[Stored data entries]
#![cfg_attr(not(feature = "std"), no_std)]
#![doc = include_str!("../README.md")]

//! # Core Concepts
//!
//! - **`PowerStateMachine`**: Tracks ambient mode, low-bit-ambient capability and visibility
//! - **`RenderDetail`**: How much detail the power state allows (`Full` or `Reduced`)
//! - **`ClockRenderer`**: Turns a time sample and viewport into a `RenderPlan`
//! - **`RenderPlan`**: Ordered draw commands (background, 60 ticks, hands, center dot)
//! - **`TickTimer`**: Keeps at most one redraw callback pending, aligned to second boundaries
//! - **`WatchFace`**: Engine that receives host notifications and drives all of the above
//! - **`TimeSource`**, **`Scheduler`**, **`RedrawSink`**: Traits to implement for your host
//! - **`FaceConfig`**: Colors, dimensions and background sizes, built and validated up front
//!
//! Colors are `Srgb<f32>` (0.0-1.0 range). Angles are degrees clockwise from 12 o'clock.

// Re-export Srgb from palette for user convenience
pub use palette::Srgb;

mod fmt;

pub mod background;
pub mod colors;
pub mod command;
pub mod config;
#[cfg(feature = "embedded-graphics")]
pub mod display;
pub mod geometry;
pub mod plan;
pub mod power;
pub mod renderer;
pub mod scheduler;
pub mod time;
pub mod types;
pub mod watchface;

pub use background::{BitmapScaler, ScaledBackgrounds};
pub use command::HostEvent;
pub use config::{BitmapSize, ConfigError, FaceConfig, FaceConfigBuilder};
pub use geometry::{HandRotations, Point, Rotation, Tick};
pub use plan::{BackgroundKind, BitmapBlit, DrawCommand, HandShape, HandStroke, RenderPlan};
pub use power::{AmbientTransition, PowerPhase, PowerState, PowerStateMachine};
pub use renderer::ClockRenderer;
pub use scheduler::{ScheduleError, Scheduler, TickTimer, next_tick_delay};
pub use time::{TimeDuration, TimeError, TimeSource, WallClockSample};
pub use types::{Hand, Paint, PaintStyle, RenderDetail, RenderError, Shadow, Viewport};
pub use watchface::{EngineError, RedrawSink, WatchFace};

**REQUIREMENT:**
The lines from the one holding "pub mod types;" to the end of the entries are to be repeated exactly, with both ends included and nothing else.

**RESPONSE:**
pub mod types;
pub mod watchface;

pub use background::{BitmapScaler, ScaledBackgrounds};
pub use command::HostEvent;
pub use config::{BitmapSize, ConfigError, FaceConfig, FaceConfigBuilder};
pub use geometry::{HandRotations, Point, Rotation, Tick};
pub use plan::{BackgroundKind, BitmapBlit, DrawCommand, HandShape, HandStroke, RenderPlan};
pub use power::{AmbientTransition, PowerPhase, PowerState, PowerStateMachine};
pub use renderer::ClockRenderer;
pub use scheduler::{ScheduleError, Scheduler, TickTimer, next_tick_delay};
pub use time::{TimeDuration, TimeError, TimeSource, WallClockSample};
pub use types::{Hand, Paint, PaintStyle, RenderDetail, RenderError, Shadow, Viewport};
pub use watchface::{EngineError, RedrawSink, WatchFace};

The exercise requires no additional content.